- Education: University of Wisconsin Milwaukee, University of Wisconsin Madison School of Urban Land Economics and Real Estate
- Occupations: Hammes Company, Lakeshore Chinooks, Milwaukee Bucks owner

= Jon Hammes =

American businessman

Jon D. Hammes is the founder and managing partner of Hammes Company. He was formerly managing partner of Milwaukee's Trammel Crow real estate company.

In July 2015, Hammes was named co-chair of Scott Walker's presidential fundraising campaign.

==Early life and education==
Hammes was born and raised in south Racine, Wisconsin. He was the third of seven children. His grandfather, who moved to Racine around 1900, built the Hammes Tavern in 1928. Hammes's father, Don, operated the tavern and served as the booster club president at Washington Park High School, from which Hammes and all of his siblings graduated.

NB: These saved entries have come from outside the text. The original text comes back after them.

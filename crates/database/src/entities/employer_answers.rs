use sea_orm::entity::prelude::*;
use serde::{Deserialize, Serialize};

#[derive(Clone, Debug, PartialEq, DeriveEntityModel, Serialize, Deserialize)]
#[sea_orm(table_name = "employer_answers")]
pub struct Model {
    #[sea_orm(primary_key)]
    pub id: i32,
    pub employer_res_id: i32,
    pub question_id: i32,
    pub answer: i32, // 1..=3
}

#[derive(Copy, Clone, Debug, EnumIter, DeriveRelation)]
pub enum Relation {
    #[sea_orm(
        belongs_to = "super::employer_responses::Entity",
        from = "Column::EmployerResId",
        to = "super::employer_responses::Column::Id"
    )]
    Response,
    #[sea_orm(
        belongs_to = "super::questions::Entity",
        from = "Column::QuestionId",
        to = "super::questions::Column::Id"
    )]
    Question,
}

impl Related<super::employer_responses::Entity> for Entity {
    fn to() -> RelationDef {
        Relation::Response.def()
    }
}

impl Related<super::questions::Entity> for Entity {
    fn to() -> RelationDef {
        Relation::Question.def()
    }
}

impl ActiveModelBehavior for ActiveModel {}
use sea_orm_migration::prelude::*;

#[async_std::main]
async fn main() {
    cli::run_cli(migration::Migrator).await;
}
use metrics_exporter_prometheus::PrometheusBuilder;
use offload_queue::{
    config::QueueConfig, services::classifier::ClassifierBackend, shutdown, WorkerLoop,
};
use tracing_subscriber::EnvFilter;

#[tokio::main]
async fn main() {
    // Initialize structured logging
    tracing_subscriber::fmt()
        .with_env_filter(
            EnvFilter::try_from_default_env().unwrap_or_else(|_| EnvFilter::new("info")),
        )
        .json()
        .init();

    tracing::info!("Starting offload worker");

    // Load configuration
    let config = QueueConfig::from_env().expect("Failed to load configuration");

    if let Some(addr) = &config.metrics_addr {
        let addr: std::net::SocketAddr = addr.parse().expect("Invalid OFFLOAD_METRICS_ADDR");
        PrometheusBuilder::new()
            .with_http_listener(addr)
            .install()
            .expect("Failed to install Prometheus exporter");
        tracing::info!(%addr, "Serving worker metrics");
    }

    metrics::describe_counter!(
        "offload_jobs_completed_total",
        "Results published, by outcome"
    );
    metrics::describe_counter!(
        "offload_jobs_reclaimed_total",
        "Jobs returned to pending after their lease expired"
    );
    metrics::describe_counter!(
        "offload_jobs_quarantined_total",
        "Malformed job records moved to quarantine"
    );
    metrics::describe_histogram!(
        "offload_classification_seconds",
        "Time spent in the classification backend per job"
    );

    let classifier =
        ClassifierBackend::from_config(&config).expect("Failed to initialize classifier backend");
    tracing::info!(backend = %classifier.kind(), "Classifier backend ready");

    let worker = WorkerLoop::new(&config, classifier);
    worker
        .queue()
        .ensure_layout()
        .await
        .expect("Shared folder is not reachable");

    tracing::info!(worker_id = %worker.worker_id(), "Worker ready, starting job processing loop");

    let shutdown_token = shutdown::install_shutdown_handler();
    worker.run(shutdown_token).await;
}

Hammes earned his Master of Science degree in real estate and urban land economics from the University of Wisconsin–Madison in 1974. He studied under James Graaskamp, who helped establish real estate as an academic discipline. Hammes also earned a Bachelor of Business Administration degree from the University of Wisconsin–Milwaukee.

== Career ==
Hammes started his career with the Trammell Crow Company in 1974 and credits Trammell Crow as a career mentor. In 1987, he succeeded Allan Hamilton as Midwest regional partner after previously serving as a Great Lakes regional partner. While serving in this role, he was involved in the Milwaukee Center development project. Hammes was also a member of the company's management board.

In 1991, Hammes left Trammell Crow to form Hammes Company, a real estate firm that soon specialized in health care facilities and related developments. He told the Milwaukee Business Journal that the health care sector represented a substantial percentage of gross national product at the time, and it made sense to allocate resources there. Under Hammes’s leadership, the company recruited medical industry specialists and optimized their operations to more effectively compete for health care buildings.

In 2001, Hammes launched the investment arm of Hammes Company that became Hammes Partners.

Hammes has also been personally involved with his company's construction of sports facilities, including the renovation of Lambeau Field in Green Bay and the development of the U.S. Bank Stadium in Minneapolis.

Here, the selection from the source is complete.